My parents and I are Mennonite. We live on a farm about fifteen miles east of the city, where we raise much of our own food and enough extra food to sell to others. Companies like Tyson have taken business away from small farms like ours, but interest in fresh and local food has never entirely disappeared. Lately, such interest has grown.

When I tell people that I am Mennonite, I always must add, “but not Amish.” My parents and I do not go to extremes. We wear clothes with buttons and zippers. We drive cars and trucks. We have electricity and running water. Anything that is useful, we can use. We strive, though, to avoid the empty and useless luxuries of the world. What we do not need, we do not have. We have no television. We have a radio, but we only turn it on when we might be in danger from the weather. The clothes we wear are simple and durable, with no bright or flashy colors. The food we eat is healthy, not laden with sugar or with factory chemicals. We do not dance or play cards or go to movies. My father brews his own beer, mead, and wine.

My parents taught me at home for as long as they felt that they could. Beginning in the seventh grade, I went to public school. I entered school at a difficult time. My fellow students had already made friends with one another. I was an outsider. They quickly noticed that all my clothing is the same. They laughed at me for missing their favorite TV programs and for knowing none of their favorite songs.

After two years, I finally persuaded my father that I need a computer to do my schoolwork. He bought me a desktop computer, but he had a man at the store remove all the games before he brought the computer home. Internet access was only added later after another long discussion and many promises about what I would not do online. Father knows about laptop computers, cell phones, Ipads, and the like, but he sees no use for any of them. “They bring many problems and sorrows, and very little joy,” he says. He grumbles about the cost of the Internet service and about anti-virus protection. “Your computer is a tool, my boy,” he often says. “I would never keep a shovel or a hoe that costs me money to keep up-to-date, or that sometimes fails to dig when I want to dig because of some virus or some program being updated.”

In spite of his protests, Father usually allows me to do anything I can defend to him as a useful activity. I am their only child, so Father and Mother plan that I will take over the farm when they no longer can manage it. Meanwhile, they expect me to prepare myself to be diligent and productive.
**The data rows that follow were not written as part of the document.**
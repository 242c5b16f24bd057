use serde::{Deserialize, Serialize};
use std::fmt;

/// Anatomical grouping of electrodes.
#[derive(Debug, Clone, Copy, PartialEq, Eq, Hash, Serialize, Deserialize)]
pub enum Region {
    Frontal,
    Central,
    Temporal,
    Parietal,
    Occipital,
    Other,
}

impl Region {
    /// Display order of the channel groups.
    pub const ORDER: [Region; 6] = [
        Region::Frontal,
        Region::Central,
        Region::Temporal,
        Region::Parietal,
        Region::Occipital,
        Region::Other,
    ];

    pub fn as_str(&self) -> &'static str {
        match self {
            Region::Frontal => "Frontal",
            Region::Central => "Central",
            Region::Temporal => "Temporal",
            Region::Parietal => "Parietal",
            Region::Occipital => "Occipital",
            Region::Other => "Other",
        }
    }
}

impl fmt::Display for Region {
    fn fmt(&self, f: &mut fmt::Formatter<'_>) -> fmt::Result {
        f.write_str(self.as_str())
    }
}

/// Region of a canonical upper-case 10-20/10-10 label. Never returns `Other`;
/// callers decide what an unknown label means.
pub fn region_of(label: &str) -> Option<Region> {
    let region = match label {
        "FP1" | "FP2" | "FPZ" | "AF3" | "AF4" | "AF7" | "AF8" | "AFZ" | "F1" | "F2" | "F3"
        | "F4" | "F5" | "F6" | "F7" | "F8" | "FZ" => Region::Frontal,
        "C1" | "C2" | "C3" | "C4" | "C5" | "C6" | "CZ" | "FC1" | "FC2" | "FC3" | "FC4"
        | "FC5" | "FC6" | "FCZ" => Region::Central,
        "T3" | "T4" | "T5" | "T6" | "T7" | "T8" | "FT7" | "FT8" | "FT9" | "FT10" | "TP7"
        | "TP8" | "TP9" | "TP10" => Region::Temporal,
        "P1" | "P2" | "P3" | "P4" | "P5" | "P6" | "P7" | "P8" | "PZ" | "CP1" | "CP2" | "CP3"
        | "CP4" | "CP5" | "CP6" | "CPZ" => Region::Parietal,
        "O1" | "O2" | "OZ" | "PO3" | "PO4" | "PO7" | "PO8" | "POZ" => Region::Occipital,
        _ => return None,
    };
    Some(region)
}

pub(crate) fn bucket_index(region: Region) -> usize {
    region as usize
}

#[cfg(test)]
mod tests {
    use super::*;

    #[test]
    fn looks_up_standard_labels() {
        assert_eq!(region_of("FP1"), Some(Region::Frontal));
        assert_eq!(region_of("CZ"), Some(Region::Central));
        assert_eq!(region_of("T5"), Some(Region::Temporal));
        assert_eq!(region_of("PZ"), Some(Region::Parietal));
        assert_eq!(region_of("O2"), Some(Region::Occipital));
    }

    #[test]
    fn unknown_and_lowercase_labels_have_no_region() {
        assert_eq!(region_of("ECG"), None);
        assert_eq!(region_of("fp1"), None);
        assert_eq!(region_of(""), None);
    }

    #[test]
    fn order_matches_discriminants() {
        for (idx, region) in Region::ORDER.iter().enumerate() {
            assert_eq!(bucket_index(*region), idx);
        }
    }
}
use super::cell::Cell;
use super::table::{finalize, ColumnLayout, Table};
use super::{file_extension, is_spreadsheet_extension};
use crate::channels::ChannelName;
use crate::config::{IngestConfig, TimePolicy};
use crate::error::IngestError;
use crate::signal::Sample;
use ::csv::ReaderBuilder;
use log::debug;

/// MIME types accepted for delimited uploads (browsers label CSV as Excel at times).
pub const CSV_MIME_TYPES: [&str; 3] = ["text/csv", "application/vnd.ms-excel", "application/csv"];

/// Normalized headers recognised as the time column.
pub const CSV_TIME_HEADERS: [&str; 4] = ["TIMESTAMP", "TIME", "MS", "MILLISECONDS"];

/// Ingest an uploaded delimited-text file.
pub fn parse_delimited(
    bytes: &[u8],
    file_name: &str,
    mime: &str,
    config: &IngestConfig,
) -> Result<Vec<Sample>, IngestError> {
    parse_delimited_table(bytes, file_name, mime, config).map(|table| table.samples)
}

/// Like [`parse_delimited`], keeping the column order and row count.
///
/// Checks run in order: empty content, spreadsheet extension, then MIME type
/// and extension together.
pub fn parse_delimited_table(
    bytes: &[u8],
    file_name: &str,
    mime: &str,
    config: &IngestConfig,
) -> Result<Table, IngestError> {
    if bytes.is_empty() {
        return Err(IngestError::EmptyFile);
    }
    let extension = file_extension(file_name);
    if is_spreadsheet_extension(extension.as_deref()) {
        return Err(IngestError::UnsupportedFormat(
            "Excel files are not read as text; save the file as CSV or load it as a spreadsheet"
                .into(),
        ));
    }
    if !CSV_MIME_TYPES.contains(&mime) && extension.as_deref() != Some("csv") {
        return Err(IngestError::InvalidType {
            mime: mime.to_string(),
        });
    }
    let text = std::str::from_utf8(bytes)
        .map_err(|err| IngestError::Malformed(format!("{} is not UTF-8 text: {}", file_name, err)))?;
    debug!("{}: {} bytes of delimited text", file_name, bytes.len());
    parse_csv_text_named(text, config, file_name)
}

/// Parse comma-delimited text whose first row holds the headers.
pub fn parse_csv_text(text: &str, config: &IngestConfig) -> Result<Vec<Sample>, IngestError> {
    parse_csv_text_named(text, config, "csv").map(|table| table.samples)
}

fn parse_csv_text_named(
    text: &str,
    config: &IngestConfig,
    source: &str,
) -> Result<Table, IngestError> {
    let text = text.trim_start_matches('\u{FEFF}');
    let mut reader = ReaderBuilder::new()
        .has_headers(true)
        .flexible(true)
        .from_reader(text.as_bytes());
    let headers: Vec<Option<ChannelName>> =
        reader.headers()?.iter().map(ChannelName::normalize).collect();

    let time_name = match config.time_policy {
        TimePolicy::Labeled => Some(find_time_header(&headers).ok_or_else(|| {
            IngestError::MissingTimestampColumn {
                columns: headers.iter().flatten().map(|h| h.to_string()).collect(),
            }
        })?),
        TimePolicy::Synthetic => None,
    };
    let layout = ColumnLayout::new(&headers, time_name.as_ref());

    let mut samples = Vec::new();
    let mut index = 0;
    for record in reader.records() {
        let record = record?;
        let cells: Vec<Cell> = record.iter().map(Cell::text).collect();
        if cells.iter().all(Cell::is_blank) {
            continue;
        }
        if let Some(sample) = layout.sample(&cells, index, config) {
            samples.push(sample);
        }
        index += 1;
    }
    debug!("{}: {} of {} rows kept", source, samples.len(), index);
    finalize(samples, &layout, index, config, source)
}

fn find_time_header(headers: &[Option<ChannelName>]) -> Option<ChannelName> {
    headers
        .iter()
        .flatten()
        .find(|name| CSV_TIME_HEADERS.contains(&name.as_str()))
        .cloned()
}
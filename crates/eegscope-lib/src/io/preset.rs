//! Server-hosted example recordings. These files carry no header row: column
//! `i` is the `i`-th entry of `STANDARD_CHANNELS` and the timestamp is the row
//! index. Every non-empty line counts as a row, even one whose cells are all
//! blank or unreadable.

use super::cell::Cell;
use super::table::{finalize, ColumnLayout, Table};
use crate::channels::ChannelName;
use crate::config::{ChannelCheck, IngestConfig};
use crate::error::IngestError;
use ::csv::ReaderBuilder;
use std::path::Path;

/// Column order of the preset recordings.
pub const STANDARD_CHANNELS: [&str; 19] = [
    "FP1", "FP2", "F3", "F4", "F7", "F8", "T3", "T4", "C3", "C4", "T5", "T6", "P3", "P4", "O1",
    "O2", "FZ", "CZ", "PZ",
];

pub const PRESET_COUNT: usize = 36;

/// Preset ids `s00` .. `s35`.
pub fn preset_ids() -> Vec<String> {
    (0..PRESET_COUNT).map(|i| format!("s{:02}", i)).collect()
}

pub fn preset_file_name(id: &str) -> Result<String, IngestError> {
    if preset_ids().iter().any(|known| known == id) {
        Ok(format!("{}.csv", id))
    } else {
        Err(IngestError::UnknownPreset(id.to_string()))
    }
}

pub fn parse_preset(text: &str) -> Result<Table, IngestError> {
    let mut reader = ReaderBuilder::new()
        .has_headers(false)
        .flexible(true)
        .from_reader(text.as_bytes());
    let headers: Vec<Option<ChannelName>> = STANDARD_CHANNELS
        .iter()
        .map(|name| ChannelName::normalize(name))
        .collect();
    let layout = ColumnLayout::new(&headers, None);
    let config = IngestConfig {
        channel_check: ChannelCheck::Off,
        ..IngestConfig::synthetic(1.0)
    };
    let mut samples = Vec::new();
    let mut index = 0;
    for record in reader.records() {
        let record = record?;
        let cells: Vec<Cell> = record.iter().map(Cell::text).collect();
        if let Some(sample) = layout.sample(&cells, index, &config) {
            samples.push(sample);
        }
        index += 1;
    }
    finalize(samples, &layout, index, &config, "preset")
}

/// Read and parse `<dir>/<id>.csv`.
pub fn load_preset(dir: &Path, id: &str) -> Result<Table, IngestError> {
    let path = dir.join(preset_file_name(id)?);
    let text = std::fs::read_to_string(&path).map_err(|source| IngestError::Io {
        path: path.clone(),
        source,
    })?;
    parse_preset(&text)
}
//! Planar Sketch Face Topology
//!
//! This crate provides:
//! - Curve fragments: trimmed, directed views over shared parametric curves
//! - Chain assembly: tolerance-based coalescing of fragments into closed loops
//! - Nesting resolution: containment forest and even-odd solid/hole classification
//! - Face building through an abstract geometry kernel
//!
//! Input fragments are expected to be pre-split at their mutual
//! intersections by an external intersector.

pub mod chain;
pub mod curve;
pub mod face;
pub mod kernel;
pub mod nearmap;
pub mod nesting;

// Re-exports for convenience
pub use chain::assembler::{
    AssemblyError, AssemblyOutcome, ChainAssembler, DEFAULT_TOLERANCE,
};
pub use chain::{Chain, ChainError, FreeEnd, WhichPoint};
pub use curve::{CircularArc, Curve, CurveFragment, Line, Polyline};
pub use face::{FaceBatch, FaceBuilder, build_faces, build_faces_for_sketches};
pub use kernel::{
    Edge, Face, GeometryKernel, KernelError, KernelResult, NullKernel, PolylineKernel, Wire,
    default_kernel,
};
pub use nearmap::NearMap;
pub use nesting::{FaceDescriptor, NestingError, NestingNode, NestingOutcome, NestingResolver};

use thiserror::Error;

/// Top-level error covering every pipeline stage.
///
/// Errors are scoped to a single loop or sketch; the batch result
/// carries them next to the faces that did build.
#[derive(Debug, Clone, Error, PartialEq)]
pub enum TopoError {
    #[error(transparent)]
    Chain(#[from] ChainError),

    #[error(transparent)]
    Assembly(#[from] AssemblyError),

    #[error(transparent)]
    Nesting(#[from] NestingError),

    #[error(transparent)]
    Kernel(#[from] KernelError),
}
After another long discussion and a year of waiting, I convinced Father and Mother that a high school diploma is no longer enough in today’s world, even for a farmer. College classes are necessary now. Together the three of us look at the class listings and discuss which classes will be most useful for my education. Nothing frivolous is permitted. Whenever I enroll for a class, I already have found a reason for me to take that class. Whenever I walk into a classroom, I know exactly why I am there.

Perhaps Annabelle needs someone like Mother or Father to question her about why she is in college, forcing her to defend every class she chooses to take. On the first day of class, the instructor had each of us say a little bit about our religious background and to say why we are taking the class. Annabelle said, “My parents used to take me to a Baptist Church, so I guess I’m a Baptist. I guess I signed up for this class because I’m curious about what other people believe.” Father would never allow me to guess about anything, least of all about matters of faith. “Know what you believe,” he says, “or you don’t believe anything at all.”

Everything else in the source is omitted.